EXERCISE DETAILS
The answer must be every line of the data that holds the word "Debug".

SUPPLIED ENTRIES
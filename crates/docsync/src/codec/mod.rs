//! Text ⇄ document conversion for the two supported syntaxes.
//!
//! Parsing tries strict JSON first and falls back to YAML, recording which
//! one succeeded as the [`Format`]. Serializing writes the document back in a
//! given format. Mapping key order survives both directions.

mod yaml;

use serde::{Deserialize, Serialize};
use serde_json::Value;
use thiserror::Error;

pub use yaml::to_document;

/// Which textual syntax produced (and will serialize) the document.
#[derive(Debug, Clone, Copy, PartialEq, Eq, Hash, Default, Serialize, Deserialize)]
#[serde(rename_all = "lowercase")]
pub enum Format {
    #[default]
    Json,
    Yaml,
}

impl Format {
    pub fn as_str(&self) -> &'static str {
        match self {
            Format::Json => "json",
            Format::Yaml => "yaml",
        }
    }
}

impl std::fmt::Display for Format {
    fn fmt(&self, f: &mut std::fmt::Formatter<'_>) -> std::fmt::Result {
        f.write_str(self.as_str())
    }
}

#[derive(Debug, Error, Clone, PartialEq, Eq)]
pub enum ParseError {
    /// Neither parser accepted the text. The message is the YAML parser's,
    /// the more permissive of the two.
    #[error("{yaml}")]
    Syntax {
        json: String,
        yaml: String,
        line: Option<usize>,
        column: Option<usize>,
    },
    /// The text parsed but holds something JSON cannot represent.
    #[error("unsupported value: {0}")]
    Unrepresentable(String),
    #[error("document root must be a mapping, found {found}")]
    RootNotMapping { found: &'static str },
}

#[derive(Debug, Error)]
pub enum SerializeError {
    #[error("JSON serialization failed: {0}")]
    Json(#[from] serde_json::Error),
    #[error("YAML serialization failed: {0}")]
    Yaml(#[from] serde_yaml::Error),
    #[error("serialized text is not UTF-8: {0}")]
    Utf8(#[from] std::string::FromUtf8Error),
}

/// Options for [`serialize`].
#[derive(Debug, Clone, Copy, PartialEq, Eq)]
pub struct SerializeOptions {
    /// Spaces per JSON indentation level; `0` writes compact JSON.
    pub json_indent: usize,
}

impl Default for SerializeOptions {
    fn default() -> Self {
        Self { json_indent: 2 }
    }
}

/// Parse text as JSON, falling back to YAML.
///
/// # Example
///
/// ```
/// use docsync::codec::{parse, Format};
///
/// let (doc, format) = parse("openapi: 3.0.0\ninfo:\n  title: Pets\n").unwrap();
/// assert_eq!(format, Format::Yaml);
/// assert_eq!(doc["info"]["title"], "Pets");
///
/// let (_, format) = parse(r#"{"openapi": "3.0.0"}"#).unwrap();
/// assert_eq!(format, Format::Json);
/// ```
pub fn parse(text: &str) -> Result<(Value, Format), ParseError> {
    let json_error = match serde_json::from_str::<Value>(text) {
        Ok(value) => return Ok((value, Format::Json)),
        Err(e) => e,
    };
    let yaml_value: serde_yaml::Value = serde_yaml::from_str(text).map_err(|e| {
        let location = e.location();
        ParseError::Syntax {
            json: json_error.to_string(),
            yaml: e.to_string(),
            line: location.as_ref().map(|l| l.line()),
            column: location.as_ref().map(|l| l.column()),
        }
    })?;
    Ok((to_document(yaml_value)?, Format::Yaml))
}

/// Serialize a document in the given format.
pub fn serialize(
    doc: &Value,
    format: Format,
    options: &SerializeOptions,
) -> Result<String, SerializeError> {
    match format {
        Format::Json => to_json(doc, options.json_indent),
        Format::Yaml => Ok(serde_yaml::to_string(doc)?),
    }
}

fn to_json(doc: &Value, indent: usize) -> Result<String, SerializeError> {
    if indent == 0 {
        return Ok(serde_json::to_string(doc)?);
    }
    let indent = " ".repeat(indent);
    let mut buf = Vec::new();
    let formatter = serde_json::ser::PrettyFormatter::with_indent(indent.as_bytes());
    let mut ser = serde_json::Serializer::with_formatter(&mut buf, formatter);
    doc.serialize(&mut ser)?;
    Ok(String::from_utf8(buf)?)
}

/// Name of a value's kind, for messages.
pub fn kind_name(value: &Value) -> &'static str {
    match value {
        Value::Null => "null",
        Value::Bool(_) => "boolean",
        Value::Number(_) => "number",
        Value::String(_) => "string",
        Value::Array(_) => "sequence",
        Value::Object(_) => "mapping",
    }
}

#[cfg(test)]
mod tests {
    use super::*;
    use serde_json::json;

    #[test]
    fn json_wins_when_valid() {
        let (doc, format) = parse(r#"{"a": [1, 2]}"#).unwrap();
        assert_eq!(format, Format::Json);
        assert_eq!(doc, json!({"a": [1, 2]}));
    }

    #[test]
    fn yaml_fallback() {
        let (doc, format) = parse("a:\n  - 1\n  - two\n").unwrap();
        assert_eq!(format, Format::Yaml);
        assert_eq!(doc, json!({"a": [1, "two"]}));
    }

    #[test]
    fn neither_parses() {
        let err = parse("a: [1, 2\nb: }").unwrap_err();
        match &err {
            ParseError::Syntax { json, yaml, .. } => {
                assert!(!json.is_empty());
                assert!(!yaml.is_empty());
            }
            other => panic!("expected syntax error, got {other:?}"),
        }
        assert!(!err.to_string().is_empty());
    }

    #[test]
    fn key_order_preserved() {
        let (doc, _) = parse("z: 1\na: 2\nm: 3\n").unwrap();
        let keys: Vec<_> = doc.as_object().unwrap().keys().cloned().collect();
        assert_eq!(keys, vec!["z", "a", "m"]);
        let text = serialize(&doc, Format::Json, &SerializeOptions { json_indent: 0 }).unwrap();
        assert_eq!(text, r#"{"z":1,"a":2,"m":3}"#);
    }

    #[test]
    fn pretty_json_indent() {
        let doc = json!({"a": {"b": 1}});
        let text = serialize(&doc, Format::Json, &SerializeOptions { json_indent: 4 }).unwrap();
        assert_eq!(text, "{\n    \"a\": {\n        \"b\": 1\n    }\n}");
        let text = serialize(&doc, Format::Json, &SerializeOptions::default()).unwrap();
        assert_eq!(text, "{\n  \"a\": {\n    \"b\": 1\n  }\n}");
    }

    #[test]
    fn yaml_round_trip() {
        let doc = json!({
            "paths": {"/pets": {"get": {"responses": {"200": {"description": "ok"}}}}}
        });
        let text = serialize(&doc, Format::Yaml, &SerializeOptions::default()).unwrap();
        let (back, format) = parse(&text).unwrap();
        assert_eq!(format, Format::Yaml);
        assert_eq!(back, doc);
    }

    #[test]
    fn kind_names() {
        assert_eq!(kind_name(&json!([])), "sequence");
        assert_eq!(kind_name(&json!({})), "mapping");
        assert_eq!(kind_name(&json!("s")), "string");
    }
}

EXPECTED OUTPUT
#[derive(Debug, Clone, Copy, PartialEq, Eq, Hash, Default, Serialize, Deserialize)]
#[derive(Debug, Error, Clone, PartialEq, Eq)]
#[derive(Debug, Error)]
#[derive(Debug, Clone, Copy, PartialEq, Eq)]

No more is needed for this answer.